The United Nations special rapporteur for the situation of human rights in Iran, Javaid Rehman, recently reiterated a longstanding call for investigations into an overlooked crime against humanity perpetrated by the Iranian regime.

That call was rendered more urgent on June 18 by the “election” of Ebrahim Raisi as Iran’s next president. The current judiciary chief is considered one of the chief participants in the 1988 massacre of political prisoners, and his ongoing lack of accountability is fueling concerns that his presidency might exploit the perceived impunity in order to further accelerate crackdowns on impunity.

Such conduct is easy to imagine as coming from a Raisi administration, in light of the president-elect’s record as judiciary chief. Starting in November 2019, about eight months into his tenure in that position, Raisi oversaw the violent repression of activism believed to be connected to that month’s nationwide uprising against the theocratic dictatorship.

Within days of that uprising emerging across nearly 200 cities and towns, approximately 1,500 people had been killed in shooting incidents mostly carried out by the Islamic Revolutionary Guard Corps (IRGC).

For months afterward, the judiciary interrogated and tortured many of the over 12,000 individuals who were arrested in the midst of the unrest, adding to the death toll and highlighting the possibility of further mass executions modeled after the 1988 massacre.

In that case, “death commissions” throughout the country provided judiciary and intelligence officials with the authority to declare the main opposition group the Mojahedin-e-Khalq of Iran guilty of “enmity against God” and to impose capital sentences on them, to be carried out immediately.

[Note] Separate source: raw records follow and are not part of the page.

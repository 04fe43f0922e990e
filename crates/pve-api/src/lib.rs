//! Typed Rust client for the Proxmox VE HTTP API.
//!
//! Covers the transport surface the task orchestrator consumes:
//! authenticated form/JSON requests, the `Transport` seam used to swap the
//! HTTP session for a scripted one, and typed structures for the response
//! shapes the orchestrator reads (task submission, task status, disk
//! creation, id allocation, inventory listings).
//!
//! Acquiring an authentication ticket is out of scope; a `Session` only
//! attaches credentials it was handed.

mod params;
mod transport;
mod types;

use std::time::Duration;

use async_trait::async_trait;
use reqwest::header::{ACCEPT, AUTHORIZATION, COOKIE};
use serde::de::DeserializeOwned;
use tracing::debug;

pub use params::{Params, form_pairs, path_segment};
pub use reqwest::{Method, StatusCode};
pub use transport::Transport;
pub use types::*;

/// Request timeout applied to every HTTP call made by a `Session`.
pub const HTTP_TIMEOUT: Duration = Duration::from_secs(30);

#[derive(Debug, thiserror::Error)]
pub enum Error {
    #[error("pve api request failed: {0}")]
    Request(#[from] reqwest::Error),

    #[error("pve api {path} returned {status}: {body}")]
    Api {
        path: String,
        status: reqwest::StatusCode,
        body: String,
    },

    #[error("pve api response could not be decoded: {0}")]
    Decode(#[from] serde_json::Error),
}

impl Error {
    /// True when the response body ended before a complete document was read.
    ///
    /// This is the only read failure the task poller tolerates.
    pub fn is_truncated(&self) -> bool {
        match self {
            Self::Decode(e) => e.is_eof(),
            Self::Request(e) => e.is_body(),
            Self::Api { .. } => false,
        }
    }

    /// HTTP status reported by the server, if the request got that far.
    pub fn status(&self) -> Option<reqwest::StatusCode> {
        match self {
            Self::Api { status, .. } => Some(*status),
            Self::Request(e) => e.status(),
            Self::Decode(_) => None,
        }
    }
}

pub type Result<T> = std::result::Result<T, Error>;

/// Decode a raw response body into one of the typed response shapes.
pub fn decode<T: DeserializeOwned>(body: &str) -> Result<T> {
    serde_json::from_str(body).map_err(Error::from)
}

/// Decode an already-parsed JSON document into a typed response shape.
pub fn decode_value<T: DeserializeOwned>(value: serde_json::Value) -> Result<T> {
    serde_json::from_value(value).map_err(Error::from)
}

/// Credentials attached to every request. The session never acquires them.
#[derive(Clone, Default)]
pub enum Auth {
    #[default]
    None,
    /// Ticket and CSRF token issued by `/access/ticket`.
    Ticket { ticket: String, csrf_token: String },
    /// `USER@REALM!TOKENID=SECRET`
    ApiToken(String),
}

impl std::fmt::Debug for Auth {
    fn fmt(&self, f: &mut std::fmt::Formatter<'_>) -> std::fmt::Result {
        match self {
            Self::None => f.write_str("None"),
            Self::Ticket { .. } => f.write_str("Ticket(..)"),
            Self::ApiToken(_) => f.write_str("ApiToken(..)"),
        }
    }
}

/// Per-session logging switches.
#[derive(Debug, Clone, Copy, Default)]
pub struct HttpLogging {
    /// Emit request forms and response bodies at debug level.
    pub log_bodies: bool,
}

/// Options for building a `Session`.
#[derive(Debug, Clone)]
pub struct SessionOptions {
    pub base_url: String,
    pub tls_insecure: bool,
    pub auth: Auth,
    pub logging: HttpLogging,
}

/// HTTP session against a single Proxmox VE API endpoint.
#[derive(Clone)]
pub struct Session {
    base_url: String,
    auth: Auth,
    logging: HttpLogging,
    http: reqwest::Client,
}

impl Session {
    pub fn new(opts: SessionOptions) -> Result<Self> {
        let http = reqwest::Client::builder()
            .timeout(HTTP_TIMEOUT)
            .danger_accept_invalid_certs(opts.tls_insecure)
            .build()?;

        Ok(Self {
            base_url: opts.base_url.trim_end_matches('/').to_string(),
            auth: opts.auth,
            logging: opts.logging,
            http,
        })
    }

    pub fn base_url(&self) -> &str {
        &self.base_url
    }

    fn url(&self, path: &str) -> String {
        format!("{}{path}", self.base_url)
    }

    fn authorize(&self, builder: reqwest::RequestBuilder) -> reqwest::RequestBuilder {
        match &self.auth {
            Auth::None => builder,
            Auth::Ticket { ticket, csrf_token } => builder
                .header(COOKIE, format!("PVEAuthCookie={ticket}"))
                .header("CSRFPreventionToken", csrf_token),
            Auth::ApiToken(token) => builder.header(AUTHORIZATION, format!("PVEAPIToken={token}")),
        }
    }

    async fn check(resp: reqwest::Response, path: &str) -> Result<reqwest::Response> {
        let status = resp.status();
        if !status.is_success() {
            let body = resp.text().await.unwrap_or_default();
            return Err(Error::Api {
                path: path.to_string(),
                status,
                body,
            });
        }
        Ok(resp)
    }
}

#[async_trait]
impl Transport for Session {
    async fn request(&self, method: Method, path: &str, form: Option<&Params>) -> Result<String> {
        let mut builder = self
            .authorize(self.http.request(method.clone(), self.url(path)))
            .header(ACCEPT, "application/json");

        if let Some(params) = form {
            let pairs = form_pairs(params);
            if self.logging.log_bodies {
                debug!(%method, path, form = ?pairs, "pve request");
            }
            builder = builder.form(&pairs);
        } else if self.logging.log_bodies {
            debug!(%method, path, "pve request");
        }

        let resp = builder.send().await?;
        let body = Self::check(resp, path).await?.text().await?;

        if self.logging.log_bodies {
            debug!(%method, path, body = %body, "pve response");
        }
        Ok(body)
    }
}
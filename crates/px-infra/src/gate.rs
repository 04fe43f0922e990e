use std::future::Future;

use tokio::sync::Mutex;
use tracing::debug;

use crate::Configuration;

/// Category of state-changing operation for gating purposes.
#[derive(Debug, Clone, Copy, PartialEq, Eq, Hash)]
pub enum OperationClass {
    Clone,
    Resize,
    Unrestricted,
}

/// Client-wide exclusion for clone and resize submissions.
///
/// Each class that the configuration does not mark as parallel gets its own
/// lock. The two locks are independent: a clone in flight never holds up a
/// resize.
#[derive(Debug, Default)]
pub struct OperationGates {
    parallel_clone: bool,
    parallel_resize: bool,
    clone: Mutex<()>,
    resize: Mutex<()>,
}

impl OperationGates {
    pub fn new(parallel_clone: bool, parallel_resize: bool) -> Self {
        Self {
            parallel_clone,
            parallel_resize,
            clone: Mutex::new(()),
            resize: Mutex::new(()),
        }
    }

    pub fn from_config(config: &Configuration) -> Self {
        Self::new(config.parallel_clone, config.parallel_resize)
    }

    pub fn is_serialized(&self, class: OperationClass) -> bool {
        self.lock_for(class).is_some()
    }

    fn lock_for(&self, class: OperationClass) -> Option<&Mutex<()>> {
        match class {
            OperationClass::Clone if !self.parallel_clone => Some(&self.clone),
            OperationClass::Resize if !self.parallel_resize => Some(&self.resize),
            _ => None,
        }
    }

    /// Run `fut` under the lock for `class`, if that class is serialized.
    ///
    /// The guard is dropped when `fut` completes, fails, panics or is
    /// cancelled.
    pub async fn run<F: Future>(&self, class: OperationClass, fut: F) -> F::Output {
        match self.lock_for(class) {
            Some(lock) => {
                let _guard = lock.lock().await;
                debug!(?class, "operation gate acquired");
                fut.await
            }
            None => fut.await,
        }
    }
}
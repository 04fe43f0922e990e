use async_trait::async_trait;
use reqwest::Method;
use serde_json::Value;

use crate::{Params, Result};

/// Authenticated request surface consumed by the orchestrator.
///
/// `Session` is the HTTP implementation; tests substitute a scripted one.
/// Implementations attach credentials themselves and map non-2xx replies to
/// `Error::Api`.
#[async_trait]
pub trait Transport: Send + Sync + 'static {
    /// Send a request, optionally with a urlencoded form body, and return the raw body.
    async fn request(&self, method: Method, path: &str, form: Option<&Params>) -> Result<String>;

    /// GET `path` and decode the body as a generic JSON document.
    async fn get_json(&self, path: &str) -> Result<Value> {
        let body = self.request(Method::GET, path, None).await?;
        crate::decode(&body)
    }

    async fn post(&self, path: &str, form: Option<&Params>) -> Result<String> {
        self.request(Method::POST, path, form).await
    }

    async fn put(&self, path: &str, form: Option<&Params>) -> Result<String> {
        self.request(Method::PUT, path, form).await
    }

    async fn delete(&self, path: &str) -> Result<String> {
        self.request(Method::DELETE, path, None).await
    }
}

Raisi was a key figure in the death commission that operated in Evin Prison, home to the country’s single largest political ward. As such, he arguably bears responsibility for the largest share of the estimated 30,000 killings that took place between July and September 1988.

But neither he nor anyone else has ever been held responsible for the incident that has been referred to as the “greatest crime of the Islamic Republic” and one of the worst crimes against humanity to take place anywhere in the world during the late 20th century.

The ongoing lack of accountability was a key point that Javaid Rehman emphasized when speaking to the media about the massacre and Raisi’s election on Monday. His remarks expanded upon those that had been delivered directly to the Iranian regime last September by himself and several other UN human rights experts, before being released to the general public in December.

Their letter demanded an end to the cover-up surrounding the massacre, as well as to the intimidation of survivors and victims’ families. Notably, it also referred to the prior failure of international bodies like the UN Human Rights Council to follow up on contemporary reports and highlighted the need for rectification of this oversight in the event Tehran takes no action on its own.

The international publication of last year’s letter was a signal that the Iranian regime had declined to respond to it and thus could not be expected to change its position regarding past human rights abuses.

That position includes the outright defense of the 1988 massacre and other violent crackdowns on dissent – something that another death commission member and former Iranian Minister of Justice, Mostafa Pourmohammadi, referred to in recent years as “God’s command.”

Raisi personally contributed to that defense in his first press conference as president-elect. When directly challenged over his role in the 1988 massacre, he declined to acknowledge it directly but asserted that everything he had done in his career was justified as being motivated by the desire to safeguard and promote the Islamic revolution and protect “human rights” as the regime understands them.

But that understanding has proven time and time again to be twisted beyond all recognition. The Iranian judiciary maintains its own so-called human rights monitor, but the office has only ever contributed to that topic by denying objective reports of Iranian authorities’ abuses and insisting that foreign adversaries are guilty of the same or worse crimes.

At the same time, Tehran has explicitly rejected international human rights standards on numerous occasions, as with its recurring executions of persons who were under the age of 18 at the time of their alleged crimes.

Toward the same end, the judiciary has defiantly carried out executions like that of champion wrestler Navid Afkari even when they were the subjects of massive, global campaigns highlighting a lack of due process and evidence of the executions being thinly-veiled reprisals against political or social dissent.

All of these incidents could very well be placed right alongside the 1988 massacre in any appeal for an international investigation into Tehran’s past conduct, especially now that Raisi is poised to take over the presidency. If no such investigations take place, the Raisi administration will begin life with a renewed sense of impunity.

And if, after the fact, it is not subjected to greater pressure over human rights than any of its predecessors, that impunity will find an outlet in more intense crackdowns on dissent. These could conceivably rival the scale of the 1988 massacre, especially if the regime finds itself under greater duress than it has in recent years.

That influence will be highlighted anew for the international community when the Iranian expatriates hold their annual gathering the “Free Iran World Summit” between July 10 and 12.

The multinational live stream, will also present evidence of growing unrest and discuss the ways in which Western policies and pressures from the United Nations can help the Iranian people in their push to throw off Iran’s theocratic dictatorship and establish a truly democratic system based on free and fair elections unlike the sham process that over 90 percent of citizens rejected in June.